On the surface, there is a simple story about accountability in Indian media. On this view, there is competition; and competition, we assume, produces accountability. But competition alone does not work on many dimensions. Running a newspaper is a financially complicated business. This is particularly true in a country like India where newspaper readers are not willing to pay anything close to the costs of producing quality news. The rest will have to be subsidised by activities like advertising revenue.
Although related, competition for advertising revenues is not the same thing as competition for the needs of readers. Both have different logics. There is a sense in which intellectual ambition is a genuinely public good, but is under-supplied by the market. The Indian media cannot be accused of a lack of diversity of opinion; equally it cannot be accused of having high intellectual, professional or aesthetic ambition for its outputs. In many countries the public broadcasting system did provide a genuine outlet for taste, intellect and a genuine sense of distinction that society needs. But our public broadcasting system was ruined by the logic of politics and patronage. There is a case to be made that despite competition an important class of public goods remains under-supplied.

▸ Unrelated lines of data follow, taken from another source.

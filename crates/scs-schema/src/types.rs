//! Newtype wrappers for identifiers, providing compile-time type safety.
//!
//! String newtypes serialize as plain strings, numeric ids as plain integers,
//! so persisted records and manifests stay readable by other tooling.

use serde::{Deserialize, Serialize};
use std::fmt;
use std::ops::Deref;
use std::str::FromStr;
use thiserror::Error;

macro_rules! string_newtype {
    ($(#[$meta:meta])* $name:ident) => {
        $(#[$meta])*
        #[derive(Debug, Clone, PartialEq, Eq, PartialOrd, Ord, Hash, Serialize, Deserialize)]
        #[serde(transparent)]
        pub struct $name(String);

        impl $name {
            pub fn new(s: impl Into<String>) -> Self {
                Self(s.into())
            }

            pub fn as_str(&self) -> &str {
                &self.0
            }

            pub fn into_inner(self) -> String {
                self.0
            }
        }

        impl Deref for $name {
            type Target = str;
            fn deref(&self) -> &str {
                &self.0
            }
        }

        impl fmt::Display for $name {
            fn fmt(&self, f: &mut fmt::Formatter<'_>) -> fmt::Result {
                f.write_str(&self.0)
            }
        }

        impl AsRef<str> for $name {
            fn as_ref(&self) -> &str {
                &self.0
            }
        }

        impl From<String> for $name {
            fn from(s: String) -> Self {
                Self(s)
            }
        }

        impl From<&str> for $name {
            fn from(s: &str) -> Self {
                Self(s.to_owned())
            }
        }
    };
}

macro_rules! id_newtype {
    ($(#[$meta:meta])* $name:ident) => {
        $(#[$meta])*
        #[derive(Debug, Clone, Copy, PartialEq, Eq, PartialOrd, Ord, Hash, Serialize, Deserialize)]
        #[serde(transparent)]
        pub struct $name(u64);

        impl $name {
            pub const fn new(id: u64) -> Self {
                Self(id)
            }

            pub const fn get(self) -> u64 {
                self.0
            }
        }

        impl fmt::Display for $name {
            fn fmt(&self, f: &mut fmt::Formatter<'_>) -> fmt::Result {
                write!(f, "{}", self.0)
            }
        }

        impl From<u64> for $name {
            fn from(id: u64) -> Self {
                Self(id)
            }
        }

        impl FromStr for $name {
            type Err = std::num::ParseIntError;
            fn from_str(s: &str) -> Result<Self, Self::Err> {
                s.trim().parse().map(Self)
            }
        }
    };
}

id_newtype!(
    /// Entity id of a [`Component`](crate::Component).
    ComponentId
);

id_newtype!(
    /// Entity id of a [`Stack`](crate::Stack).
    StackId
);

id_newtype!(
    /// Entity id of a [`Snapshot`](crate::Snapshot).
    SnapshotId
);

string_newtype!(
    /// Account that owns a component, stack or snapshot.
    Owner
);

string_newtype!(
    /// Identifier the container API assigned to a container.
    ContainerId
);

string_newtype!(
    /// Name of a persistent container storage volume.
    VolumeName
);

string_newtype!(
    /// Location of a stored file: `private://…`, `public://…` or an absolute path.
    StorageUri
);

#[derive(Debug, Error, PartialEq, Eq)]
pub enum NameError {
    #[error("machine name must be 1-63 characters, got {0}")]
    Length(usize),
    #[error("machine name '{0}' must match [a-z0-9-]")]
    Charset(String),
    #[error("machine name '{0}' must start with a letter and must not end with '-'")]
    Edges(String),
}

/// DNS-safe, globally unique name of a provisioned resource.
///
/// The same name is used as the database name, repository id, container
/// name and volume prefix, so it has to satisfy the strictest of those
/// (a DNS label).
#[derive(Debug, Clone, PartialEq, Eq, PartialOrd, Ord, Hash, Serialize, Deserialize)]
#[serde(try_from = "String", into = "String")]
pub struct MachineName(String);

impl MachineName {
    pub fn parse(s: &str) -> Result<Self, NameError> {
        if s.is_empty() || s.len() > 63 {
            return Err(NameError::Length(s.len()));
        }
        if !s
            .bytes()
            .all(|b| b.is_ascii_lowercase() || b.is_ascii_digit() || b == b'-')
        {
            return Err(NameError::Charset(s.to_owned()));
        }
        if !s.as_bytes()[0].is_ascii_lowercase() || s.ends_with('-') {
            return Err(NameError::Edges(s.to_owned()));
        }
        Ok(Self(s.to_owned()))
    }

    /// Derive a member name such as `demo-sql` from a stack name, truncating
    /// the base so the result stays a valid DNS label.
    pub fn with_suffix(&self, suffix: &str) -> Result<Self, NameError> {
        let room = 63usize.saturating_sub(suffix.len() + 1);
        let base = self.0[..room.min(self.0.len())].trim_end_matches('-');
        Self::parse(&format!("{base}-{suffix}"))
    }

    /// Underscore form for backends that reject `-` in identifiers (SQL).
    pub fn to_identifier(&self) -> String {
        self.0.replace('-', "_")
    }

    pub fn as_str(&self) -> &str {
        &self.0
    }
}

impl Deref for MachineName {
    type Target = str;
    fn deref(&self) -> &str {
        &self.0
    }
}

impl fmt::Display for MachineName {
    fn fmt(&self, f: &mut fmt::Formatter<'_>) -> fmt::Result {
        f.write_str(&self.0)
    }
}

impl TryFrom<String> for MachineName {
    type Error = NameError;
    fn try_from(s: String) -> Result<Self, Self::Error> {
        Self::parse(&s)
    }
}

impl From<MachineName> for String {
    fn from(name: MachineName) -> Self {
        name.0
    }
}

impl FromStr for MachineName {
    type Err = NameError;
    fn from_str(s: &str) -> Result<Self, Self::Err> {
        Self::parse(s)
    }
}

#[cfg(test)]
mod tests {
    use super::*;

    #[test]
    fn component_id_serializes_as_integer() {
        let id = ComponentId::new(42);
        assert_eq!(serde_json::to_string(&id).unwrap(), "42");
        let back: ComponentId = serde_json::from_str("42").unwrap();
        assert_eq!(back, id);
    }

    #[test]
    fn component_id_from_str() {
        assert_eq!("7".parse::<ComponentId>().unwrap(), ComponentId::new(7));
        assert!("seven".parse::<ComponentId>().is_err());
    }

    #[test]
    fn owner_display_and_deref() {
        let owner = Owner::new("alice");
        assert_eq!(owner.to_string(), "alice");
        assert_eq!(&*owner, "alice");
    }

    #[test]
    fn machine_name_accepts_dns_labels() {
        assert!(MachineName::parse("demo").is_ok());
        assert!(MachineName::parse("demo-01-sql").is_ok());
    }

    #[test]
    fn machine_name_rejects_invalid() {
        assert_eq!(MachineName::parse(""), Err(NameError::Length(0)));
        assert!(matches!(
            MachineName::parse("Demo"),
            Err(NameError::Charset(_))
        ));
        assert!(matches!(
            MachineName::parse("under_score"),
            Err(NameError::Charset(_))
        ));
        assert!(matches!(MachineName::parse("1abc"), Err(NameError::Edges(_))));
        assert!(matches!(MachineName::parse("abc-"), Err(NameError::Edges(_))));
        assert!(MachineName::parse(&"a".repeat(64)).is_err());
    }

    #[test]
    fn machine_name_suffix_stays_within_limit() {
        let long = MachineName::parse(&"a".repeat(63)).unwrap();
        let derived = long.with_suffix("triplestore").unwrap();
        assert_eq!(derived.len(), 63);
        assert!(derived.ends_with("-triplestore"));
    }

    #[test]
    fn machine_name_identifier_form() {
        let name = MachineName::parse("my-stack-sql").unwrap();
        assert_eq!(name.to_identifier(), "my_stack_sql");
    }

    #[test]
    fn machine_name_deserialize_validates() {
        let ok: MachineName = serde_json::from_str("\"good-name\"").unwrap();
        assert_eq!(ok.as_str(), "good-name");
        assert!(serde_json::from_str::<MachineName>("\"Bad Name\"").is_err());
    }
}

But the really important place competition has failed is in accountability of the media itself. While mutual contention and differences between news media are fine, that contention has to have some minimal baseline credibility. It is a measure of the declining credibility of the media that almost no paper is widely regarded as a journal of record. As someone once put it, there are often more subtexts than texts. But to invoke competition to scuttle the debate over media accountability is a bit like saying that because politics is competitive, politicians don’t need to be held accountable to other constituencies. In some ways, politicians at least have a go at each other. But when was the last time the media had a competition over holding each other accountable? This could be for many reasons: an exalted sense of guild solidarity or an acute consciousness that they are all living in glass houses. Competition does not lead media to hold each other accountable.